> Data supplied

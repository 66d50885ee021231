//! Cell values produced by row sources.

use std::fmt;

use chrono::NaiveDateTime;
use serde::{Deserialize, Serialize};

/// A raw row: ordered cell values in source column order
pub type Row = Vec<Cell>;

/// A single cell value
///
/// Text sources only ever produce [`Cell::String`] and [`Cell::Empty`];
/// spreadsheets produce the native kinds.
#[derive(Debug, Clone, PartialEq, Default, Serialize)]
#[serde(untagged)]
pub enum Cell {
    #[default]
    Empty,
    String(String),
    Int(i64),
    Float(f64),
    Bool(bool),
    DateTime(NaiveDateTime),
    Error(String),
}

impl Cell {
    /// Render the cell the way a spreadsheet shows it
    pub fn text(&self) -> String {
        match self {
            Cell::Empty => String::new(),
            Cell::String(s) => s.clone(),
            Cell::Int(i) => i.to_string(),
            Cell::Float(f) => {
                if f.fract() == 0.0 && f.is_finite() {
                    format!("{:.0}", f)
                } else {
                    f.to_string()
                }
            }
            Cell::Bool(b) => b.to_string(),
            Cell::DateTime(dt) => dt.format("%Y-%m-%dT%H:%M:%S").to_string(),
            Cell::Error(e) => format!("#ERROR: {}", e),
        }
    }

    /// True for empty cells and cells holding only whitespace
    pub fn is_blank(&self) -> bool {
        match self {
            Cell::Empty => true,
            Cell::String(s) => s.trim().is_empty(),
            _ => false,
        }
    }

    /// Borrow the text of a string cell
    pub fn as_str(&self) -> Option<&str> {
        match self {
            Cell::String(s) => Some(s),
            _ => None,
        }
    }

    /// Numeric view of the cell, if it holds a number
    pub fn as_f64(&self) -> Option<f64> {
        match self {
            Cell::Int(i) => Some(*i as f64),
            Cell::Float(f) => Some(*f),
            _ => None,
        }
    }
}

impl fmt::Display for Cell {
    fn fmt(&self, f: &mut fmt::Formatter<'_>) -> fmt::Result {
        f.write_str(&self.text())
    }
}

impl From<&str> for Cell {
    fn from(s: &str) -> Self {
        if s.is_empty() {
            Cell::Empty
        } else {
            Cell::String(s.to_string())
        }
    }
}

impl From<String> for Cell {
    fn from(s: String) -> Self {
        if s.is_empty() {
            Cell::Empty
        } else {
            Cell::String(s)
        }
    }
}

impl From<i64> for Cell {
    fn from(i: i64) -> Self {
        Cell::Int(i)
    }
}

impl From<f64> for Cell {
    fn from(f: f64) -> Self {
        Cell::Float(f)
    }
}

/// Build a row of string cells
pub fn text_row<I, S>(values: I) -> Row
where
    I: IntoIterator<Item = S>,
    S: AsRef<str>,
{
    values.into_iter().map(|v| Cell::from(v.as_ref())).collect()
}

/// Policy for characters outside the ASCII range in header and comment text
#[derive(Debug, Clone, Copy, PartialEq, Eq, Serialize, Deserialize, Default)]
#[serde(rename_all = "lowercase")]
pub enum AsciiPolicy {
    /// Remove non-ASCII characters
    #[default]
    Drop,
    /// Substitute each non-ASCII character
    Replace(char),
}

impl AsciiPolicy {
    /// Apply the policy to a piece of text
    pub fn sanitize(self, s: &str) -> String {
        match self {
            AsciiPolicy::Drop => s.chars().filter(char::is_ascii).collect(),
            AsciiPolicy::Replace(r) => s
                .chars()
                .map(|c| if c.is_ascii() { c } else { r })
                .collect(),
        }
    }

    /// Sanitize every cell of a row into strings
    pub fn sanitize_row(self, row: &[Cell]) -> Vec<String> {
        row.iter().map(|c| self.sanitize(&c.text())).collect()
    }
}

/// Count of cells with non-empty text after sanitizing and stripping
pub fn non_nulls(row: &[Cell], policy: AsciiPolicy) -> usize {
    row.iter()
        .filter(|c| !policy.sanitize(&c.text()).trim().is_empty())
        .count()
}

#[cfg(test)]
mod tests {
    use super::*;

    #[test]
    fn test_cell_text() {
        assert_eq!(Cell::Empty.text(), "");
        assert_eq!(Cell::from("hello").text(), "hello");
        assert_eq!(Cell::Int(42).text(), "42");
        assert_eq!(Cell::Float(3.14).text(), "3.14");
        assert_eq!(Cell::Float(10.0).text(), "10");
        assert_eq!(Cell::Bool(true).text(), "true");
    }

    #[test]
    fn test_empty_string_is_empty_cell() {
        assert_eq!(Cell::from(""), Cell::Empty);
        assert!(Cell::from("   ").is_blank());
        assert!(!Cell::Int(0).is_blank());
    }

    #[test]
    fn test_ascii_drop() {
        assert_eq!(AsciiPolicy::Drop.sanitize("Caf\u{e9} Tot\u{e4}l"), "Caf Totl");
    }

    #[test]
    fn test_ascii_replace() {
        assert_eq!(AsciiPolicy::Replace('?').sanitize("na\u{ef}ve"), "na?ve");
    }

    #[test]
    fn test_non_nulls() {
        let row = vec![
            Cell::from("a"),
            Cell::Empty,
            Cell::from("  "),
            Cell::Int(0),
            Cell::from("\u{a0}"),
        ];
        assert_eq!(non_nulls(&row, AsciiPolicy::Drop), 2);
    }

    #[test]
    fn test_cells_serialize_as_plain_values() {
        let row = vec![
            Cell::Empty,
            Cell::from("a"),
            Cell::Int(3),
            Cell::Float(2.5),
            Cell::Bool(true),
        ];
        assert_eq!(
            serde_json::to_string(&row).unwrap(),
            r#"[null,"a",3,2.5,true]"#
        );
    }
}
//! Row source backed by an in-memory generator function.

use crate::cell::Row;
use crate::error::Result;
use crate::sources::{LineCounter, RowSource};

/// Row source over a caller-supplied function that returns rows
///
/// The function is called again on every reset, so it must be able to
/// produce the same rows more than once. By convention the first row it
/// produces is the header; see
/// [`RowGenerator::from_generator`](crate::RowGenerator::from_generator).
pub struct GeneratorSource<F, I>
where
    F: FnMut() -> I,
    I: IntoIterator<Item = Row>,
{
    factory: F,
    rows: Option<I::IntoIter>,
    lines: LineCounter,
}

impl<F, I> GeneratorSource<F, I>
where
    F: FnMut() -> I,
    I: IntoIterator<Item = Row>,
{
    /// Wrap a row-producing function
    pub fn new(factory: F) -> Self {
        Self {
            factory,
            rows: None,
            lines: LineCounter::default(),
        }
    }
}

impl<F, I> RowSource for GeneratorSource<F, I>
where
    F: FnMut() -> I,
    I: IntoIterator<Item = Row>,
{
    fn reset(&mut self) -> Result<()> {
        self.rows = Some((self.factory)().into_iter());
        self.lines.reset();
        Ok(())
    }

    fn next_row(&mut self) -> Result<Option<Row>> {
        if self.rows.is_none() {
            self.reset()?;
        }

        let row = self.rows.as_mut().and_then(Iterator::next);
        match row {
            Some(row) => {
                self.lines.advance();
                Ok(Some(row.into_iter().map(|c| self.decode(c)).collect()))
            }
            None => Ok(None),
        }
    }

    fn line_number(&self) -> usize {
        self.lines.line_number()
    }

    fn describe(&self) -> String {
        String::from("generator")
    }
}
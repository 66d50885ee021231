//! # ambry-rowgen
//!
//! Row generation for messy tabular sources - read CSV, Excel and
//! fixed-width files whose data is buried under titles, notes and
//! multi-line headers, and turn them into a header plus clean data rows.
//!
//! ## Features
//!
//! - **Row Sources**: Delimited text (`csv` + `encoding_rs`), workbooks
//!   (`calamine`), fixed-width text and in-memory generators
//! - **Header Intuition**: Classify comment, header and data lines from the
//!   shape of the first rows
//! - **Header Assembly**: Merge spanning multi-line headers into one
//! - **Date Casting**: Spreadsheet serial dates and free-text dates
//!
//! ## Example
//!
//! ```rust,ignore
//! use ambry_rowgen::{IntuitPolicy, RowGenEngine, RowGenSettings};
//!
//! let mut generator = RowGenEngine::open("report.xlsx", &RowGenSettings::default())?;
//! let spec = generator.intuit(IntuitPolicy::default())?;
//!
//! println!("header: {:?}", generator.get_header()?);
//! for row in generator.rows()? {
//!     println!("{:?}", row?);
//! }
//! ```

use std::path::Path;

use log::debug;

pub mod cell;
pub mod config;
pub mod dates;
pub mod error;
pub mod header;
pub mod intuit;
pub mod manglers;
pub mod row_generator;
pub mod sources;

// Re-exports
pub use cell::{non_nulls, text_row, AsciiPolicy, Cell, Row};
pub use config::{FixedWidthSettings, HeaderSettings, RowGenSettings};
pub use error::{BoxError, Result, RowGenError};
pub use intuit::{DataEndRule, IntuitPolicy, IntuitState, RowSpec, RowSpecIntuiter, ThresholdRule};
pub use row_generator::{DataRows, Header, HeaderMangler, RowGenerator};
pub use sources::{
    DateEpoch, DelimitedOptions, DelimitedSource, FixedWidthSource, GeneratorSource, RowSource,
    SpreadsheetOptions, SpreadsheetSource,
};

/// Kind of row source used for a file
#[derive(Debug, Clone, Copy, PartialEq, Eq)]
pub enum SourceKind {
    Delimited,
    Spreadsheet,
    FixedWidth,
}

impl SourceKind {
    /// Pick the source kind for a path
    ///
    /// Configured fixed-width columns win; otherwise workbook extensions
    /// (`xls`, `xlsx`, `xlsm`, `xlsb`, `ods`) select a spreadsheet and
    /// everything else is read as delimited text.
    pub fn detect(path: &Path, settings: &RowGenSettings) -> Self {
        if !settings.fixed_width.widths.is_empty() {
            return SourceKind::FixedWidth;
        }

        match extension(path).as_deref() {
            Some("xls" | "xlsx" | "xlsm" | "xlsb" | "ods") => SourceKind::Spreadsheet,
            _ => SourceKind::Delimited,
        }
    }
}

/// Engine for opening tabular files as row generators
pub struct RowGenEngine;

impl RowGenEngine {
    /// Open a file as a row source, chosen by [`SourceKind::detect`]
    ///
    /// `.tsv` files are read tab-separated unless the delimiter is sniffed.
    pub fn open_source(
        path: impl AsRef<Path>,
        settings: &RowGenSettings,
    ) -> Result<Box<dyn RowSource>> {
        let path = path.as_ref();
        let kind = SourceKind::detect(path, settings);
        debug!("Opening {} as {:?}", path.display(), kind);

        Ok(match kind {
            SourceKind::Delimited => {
                let mut options = settings.delimited.clone();
                if extension(path).as_deref() == Some("tsv") && !options.sniff {
                    options.delimiter = b'\t';
                }
                Box::new(DelimitedSource::with_options(path, options)?)
            }
            SourceKind::Spreadsheet => Box::new(SpreadsheetSource::with_options(
                path,
                settings.spreadsheet.clone(),
            )?),
            SourceKind::FixedWidth => Box::new(FixedWidthSource::new(
                path,
                settings.fixed_width.widths.clone(),
            )?),
        })
    }

    /// Open a file as a row generator configured from `settings`
    ///
    /// A declared `[layout]` is applied; otherwise the generator keeps the
    /// default layout until [`RowGenerator::intuit`] is called.
    pub fn open(path: impl AsRef<Path>, settings: &RowGenSettings) -> Result<RowGenerator> {
        let source = Self::open_source(path, settings)?;

        let mut generator =
            RowGenerator::new(source).with_ascii_policy(settings.header.ascii_policy);
        if settings.header.mangle {
            generator = generator.with_header_mangler(manglers::snake_case);
        }
        if let Some(layout) = &settings.layout {
            generator.apply_spec(layout);
        }

        Ok(generator)
    }

    /// Open a file and intuit its layout with the configured policy
    pub fn intuit_path(path: impl AsRef<Path>, settings: &RowGenSettings) -> Result<RowSpec> {
        let mut source = Self::open_source(path, settings)?;
        RowSpecIntuiter::new(settings.intuit).intuit(&mut source)
    }
}

fn extension(path: &Path) -> Option<String> {
    path.extension()
        .and_then(|e| e.to_str())
        .map(|e| e.to_ascii_lowercase())
}
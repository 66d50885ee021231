//! Header manglers: normalize raw header text into column names.

use std::collections::HashSet;

use crate::error::BoxError;

/// Lower-case, underscore-separated, unique column names
///
/// Every run of characters that are not ASCII letters or digits becomes a
/// single `_`, leading and trailing `_` are removed, blank names become
/// `col{index}`, and repeats get a `_2`, `_3`, ... suffix.
pub fn snake_case(names: &[String]) -> Result<Vec<String>, BoxError> {
    let mut seen: HashSet<String> = HashSet::new();
    let mut mangled = Vec::with_capacity(names.len());

    for (index, name) in names.iter().enumerate() {
        let mut base = mangle_name(name);
        if base.is_empty() {
            base = format!("col{}", index);
        }

        let mut candidate = base.clone();
        let mut suffix = 1;
        while seen.contains(&candidate) {
            suffix += 1;
            candidate = format!("{}_{}", base, suffix);
        }

        seen.insert(candidate.clone());
        mangled.push(candidate);
    }

    Ok(mangled)
}

/// Mangle one column name
pub fn mangle_name(name: &str) -> String {
    let mut out = String::with_capacity(name.len());
    let mut pending_sep = false;

    for c in name.chars() {
        if c.is_ascii_alphanumeric() {
            if pending_sep && !out.is_empty() {
                out.push('_');
            }
            pending_sep = false;
            out.push(c.to_ascii_lowercase());
        } else {
            pending_sep = true;
        }
    }

    out
}

#[cfg(test)]
mod tests {
    use super::*;

    fn names(values: &[&str]) -> Vec<String> {
        values.iter().map(|v| v.to_string()).collect()
    }

    #[test]
    fn test_mangle_name() {
        assert_eq!(mangle_name("Sales Qty"), "sales_qty");
        assert_eq!(mangle_name("  % of Total (2020) "), "of_total_2020");
        assert_eq!(mangle_name("GEOID"), "geoid");
        assert_eq!(mangle_name("---"), "");
    }

    #[test]
    fn test_snake_case_dedupes() {
        let mangled = snake_case(&names(&["Name", "name", "", "NAME"])).unwrap();
        assert_eq!(mangled, names(&["name", "name_2", "col2", "name_3"]));
    }

    #[test]
    fn test_snake_case_suffix_skips_taken_names() {
        let mangled = snake_case(&names(&["a", "a", "a_2"])).unwrap();
        assert_eq!(mangled, names(&["a", "a_2", "a_2_2"]));

        let mangled = snake_case(&names(&["b_2", "b", "b"])).unwrap();
        assert_eq!(mangled, names(&["b_2", "b", "b_3"]));

        let unique: HashSet<&String> = mangled.iter().collect();
        assert_eq!(unique.len(), mangled.len());
    }
}
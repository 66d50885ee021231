//! ambry CLI binary entry point
//!
//! This is a thin wrapper that calls the library's `run_cli()` function.

use ambry_cli::run_cli;
use anyhow::Result;

fn main() -> Result<()> {
    run_cli()
}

> Prompt
Every line above from the line with "digits becomes a" to the line with "let mut suffix = 1;", both included, must be reproduced exactly, and no other line may appear.

> Solution
/// Every run of characters that are not ASCII letters or digits becomes a
/// single `_`, leading and trailing `_` are removed, blank names become
/// `col{index}`, and repeats get a `_2`, `_3`, ... suffix.
pub fn snake_case(names: &[String]) -> Result<Vec<String>, BoxError> {
    let mut seen: HashSet<String> = HashSet::new();
    let mut mangled = Vec::with_capacity(names.len());

    for (index, name) in names.iter().enumerate() {
        let mut base = mangle_name(name);
        if base.is_empty() {
            base = format!("col{}", index);
        }

        let mut candidate = base.clone();
        let mut suffix = 1;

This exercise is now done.